性价比高且便携的超声检查在许多情况下为监测骨骼肌损伤和质量提供了一种很有前景的方法。然而,回声分析依赖于精确的换能器方向和机器参数,这给不同评估者和不同设置下的数据汇总带来了挑战。肌肉纹理分析提供了一种减少评估者间和机器设置差异的潜在方法。使用定制的换能器外壳和软件控制,在九个角度对扫描进行评估。扫描进行了三次,并应用了不同的增益。所有扫描均在模拟肌肉组织的体模上进行,以消除生物变异性。通过变异系数(CV%)和克朗巴哈系数(αc)评估角度内和增益内的变异性以及内部一致性。采用斯皮尔曼相关系数(ρ)来确定回声性与每个纹理特征之间的关系。熵(角度:CV = 2.7 - 7.6%;增益:CV = 10.5%;αc = 0.86)和逆差矩(角度:CV = 3.7 - 9.8%;增益:CV = 16.5%;αc = 0.87)的变异性低于回声性(角度:CV = 6.4 - 19.4%;增益:CV = 39.0%;αc = 0.82)。
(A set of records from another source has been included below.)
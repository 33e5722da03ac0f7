// ============================================================
// Layer 5 — ML / Model Layer
// ============================================================
// The loaded artifacts and the code that runs them.
//
//   model.rs      — fitted regression model (linear)
//                   score = intercept + coefficients · row
//
//   context.rs    — InferenceContext: model, scaler and the
//                   three encoders, checked against each other
//                   once at startup and read-only afterwards
//
//   inferencer.rs — one request through the pipeline:
//                   encode → assemble → scale → predict
//
// Reference: Rust Book §16 (Shared-State Concurrency with Arc)
//            Rust Book §17 (Trait Objects)

/// Fitted regression model
pub mod model;

/// Validated, shareable artifact bundle
pub mod context;

/// The per-request inference pipeline
pub mod inferencer;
角二阶矩(角度:CV = 17.9 - 116.6%;增益:CV = 71.6%;αc = 0.68)、对比度(角度:CV = 7.8 - 14.7%;增益:CV = 41.8%;αc = 0.75)和相关性(角度:CV = 9.0 - 13.5%;增益:CV = 28.6%;αc = 0.49)特征通常变异性更大。熵(ρ = 0.82 - 0.98,p≤0.011)和逆差矩(ρ = -0.98 - -0.83,p≤0.008)与回声性的相关性比角二阶矩(ρ = -0.98 - -0.77,p≤0.016)、对比度(ρ = 0.53 - 0.98,p≤0.15)和相关性(ρ = -0.25 - -0.19,p = 0.520 - 0.631)更强。熵和逆差矩特征可能允许在实验室和临床环境之间共享数据,而不受超声机器参数和不同技能水平评估者的影响。需要进行临床和机制研究来确定纹理特征是否可以取代回声性评估。